*RECORDS TO PROCESS:*
──────

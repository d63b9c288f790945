//! Conversion settings

use anyhow::{anyhow, Result};
use jsonschema_model::DEFAULT_ID;
use serde::{Deserialize, Serialize};

use crate::convert::{ConvertOptions, DEFAULT_COMPONENT};

/// Which component to convert and how the root is labelled
#[derive(Debug, Clone, PartialEq, Serialize, Deserialize)]
#[serde(default)]
pub struct ConversionConfig {
    /// Component name under `components.schemas`
    pub component: String,

    /// `$id` of the generated schema
    pub id: String,

    /// Fail when the component does not exist
    pub strict: bool,
}

impl ConversionConfig {
    pub fn validate(&self) -> Result<()> {
        if self.component.trim().is_empty() {
            return Err(anyhow!("Component name cannot be empty"));
        }

        if self.id.trim().is_empty() {
            return Err(anyhow!("Schema id cannot be empty"));
        }

        Ok(())
    }

    /// Options for the converter
    pub fn to_options(&self) -> ConvertOptions {
        ConvertOptions {
            component: self.component.clone(),
            id: self.id.clone(),
            strict: self.strict,
        }
    }
}

impl Default for ConversionConfig {
    fn default() -> Self {
        Self {
            component: DEFAULT_COMPONENT.to_string(),
            id: DEFAULT_ID.to_string(),
            strict: false,
        }
    }
}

──────

*ACTIVITY:* Retype the entries exactly, please. Leave no line out.

*WRITTEN ANSWER:*
repository d63b9c288f790945
//! Conversion settings

use anyhow::{anyhow, Result};
use jsonschema_model::DEFAULT_ID;
use serde::{Deserialize, Serialize};

use crate::convert::{ConvertOptions, DEFAULT_COMPONENT};

/// Which component to convert and how the root is labelled
#[derive(Debug, Clone, PartialEq, Serialize, Deserialize)]
#[serde(default)]
pub struct ConversionConfig {
    /// Component name under `components.schemas`
    pub component: String,

    /// `$id` of the generated schema
    pub id: String,

    /// Fail when the component does not exist
    pub strict: bool,
}

impl ConversionConfig {
    pub fn validate(&self) -> Result<()> {
        if self.component.trim().is_empty() {
            return Err(anyhow!("Component name cannot be empty"));
        }

        if self.id.trim().is_empty() {
            return Err(anyhow!("Schema id cannot be empty"));
        }

        Ok(())
    }

    /// Options for the converter
    pub fn to_options(&self) -> ConvertOptions {
        ConvertOptions {
            component: self.component.clone(),
            id: self.id.clone(),
            strict: self.strict,
        }
    }
}

impl Default for ConversionConfig {
    fn default() -> Self {
        Self {
            component: DEFAULT_COMPONENT.to_string(),
            id: DEFAULT_ID.to_string(),
            strict: false,
        }
    }
}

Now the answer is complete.